Wed, 02/24/2021 - 17:48

A shovel brigade was summoned to East Hampton High this past Saturday morning to clear snow from the track, the turf field, and from the baseball field and tennis courts too — a mass masked gathering whose work, it was hoped, would speed the fall sports season, which is to begin Monday.

Assuming things go according to plan, 11 teams are to turn out that day — football, boys and girls soccer, boys and girls cross-country, golf, girls tennis, girls swimming, field hockey, and boys and girls volleyball — promising the most athletic activity seen here in virtually a year, a joyous prospect for a sportswriter who has been relatively inactive professionally since last March 19.

I wrote then: “All of a sudden, it seems everything is off-limits. It’s hard to distance oneself socially if socializing within six feet is one’s job and has been for the past half-century.”

“With no high school sports for three weeks — and who knows for however long after that — I am at loose ends. . . . So, if you do know of anything of even a vaguely sporting nature, please inform. For, in contradistinction to what my answering machine at the office says, I’ll not, in the near future at any rate, be either at a game, going to a game, or coming from a game.”
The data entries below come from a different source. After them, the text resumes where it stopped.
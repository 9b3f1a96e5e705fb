//! Game catalog port
//!
//! Source of games, per-game form schemas, packages and payment methods.

use async_trait::async_trait;
use topup_domain::{Game, GameConfig, GameId, GamePackage, PaymentMethod};

#[cfg_attr(test, mockall::automock)]
#[async_trait]
pub trait GameCatalogPort: Send + Sync {
    async fn game(&self, game_id: GameId) -> Option<Game>;

    /// The game's schema, falling back to the generic one owned by `game_id`.
    async fn game_config(&self, game_id: GameId) -> GameConfig;

    async fn packages(&self, game_id: GameId) -> Vec<GamePackage>;

    async fn payment_methods(&self) -> Vec<PaymentMethod>;
}
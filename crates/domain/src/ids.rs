use std::fmt;
use std::str::FromStr;

use serde::{Deserialize, Serialize};
use uuid::Uuid;

use crate::error::DomainError;

/// Namespace for name-derived field ids, so built-in schemas keep stable ids.
const FIELD_ID_NAMESPACE: Uuid = Uuid::NAMESPACE_OID;

macro_rules! define_id {
    ($name:ident) => {
        #[derive(Debug, Clone, Copy, PartialEq, Eq, Hash, Serialize, Deserialize)]
        #[serde(transparent)]
        pub struct $name(Uuid);

        impl $name {
            pub fn new() -> Self {
                Self(Uuid::new_v4())
            }

            pub fn from_uuid(uuid: Uuid) -> Self {
                Self(uuid)
            }

            pub fn as_uuid(&self) -> &Uuid {
                &self.0
            }
        }

        impl Default for $name {
            fn default() -> Self {
                Self::new()
            }
        }

        impl fmt::Display for $name {
            fn fmt(&self, f: &mut fmt::Formatter<'_>) -> fmt::Result {
                write!(f, "{}", self.0)
            }
        }

        impl From<Uuid> for $name {
            fn from(value: Uuid) -> Self {
                Self(value)
            }
        }

        impl From<$name> for Uuid {
            fn from(value: $name) -> Self {
                value.0
            }
        }
    };
}

/// Integer keys issued by the hosted backend (games, packages, payment methods).
macro_rules! define_numeric_id {
    ($name:ident, $label:literal) => {
        #[derive(
            Debug, Clone, Copy, PartialEq, Eq, PartialOrd, Ord, Hash, Serialize, Deserialize,
        )]
        #[serde(transparent)]
        pub struct $name(i64);

        impl $name {
            pub const fn new(value: i64) -> Self {
                Self(value)
            }

            pub const fn get(self) -> i64 {
                self.0
            }
        }

        impl fmt::Display for $name {
            fn fmt(&self, f: &mut fmt::Formatter<'_>) -> fmt::Result {
                write!(f, "{}", self.0)
            }
        }

        impl From<i64> for $name {
            fn from(value: i64) -> Self {
                Self(value)
            }
        }

        impl FromStr for $name {
            type Err = DomainError;

            fn from_str(s: &str) -> Result<Self, Self::Err> {
                s.trim().parse::<i64>().map(Self).map_err(|_| {
                    DomainError::invalid_id(format!("{} '{}' is not an integer", $label, s))
                })
            }
        }
    };
}

define_id!(FieldId);

impl FieldId {
    /// Deterministic id derived from a stable name (e.g. `"genshin_uid"`).
    pub fn from_name(name: &str) -> Self {
        Self(Uuid::new_v5(&FIELD_ID_NAMESPACE, name.as_bytes()))
    }
}

define_numeric_id!(GameId, "game id");
define_numeric_id!(PackageId, "package id");
define_numeric_id!(PaymentMethodId, "payment method id");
The plague year went rather well, as it turned out. Though furloughed from the end of June to the beginning of December, I put together 280 or so columns for a book Kathy Kovach, our former production manager, suggested, became a passable and frequent cook, read a lot, histories mainly, amused my wife, chiefly by losing a lot in backgammon, and followed O’en’s lead on our walks, the night ones inclining us toward thoughts about our place in the universe.

And now, it seems, life as I had been accustomed to know it may be about to begin again, starting with the shovel brigade.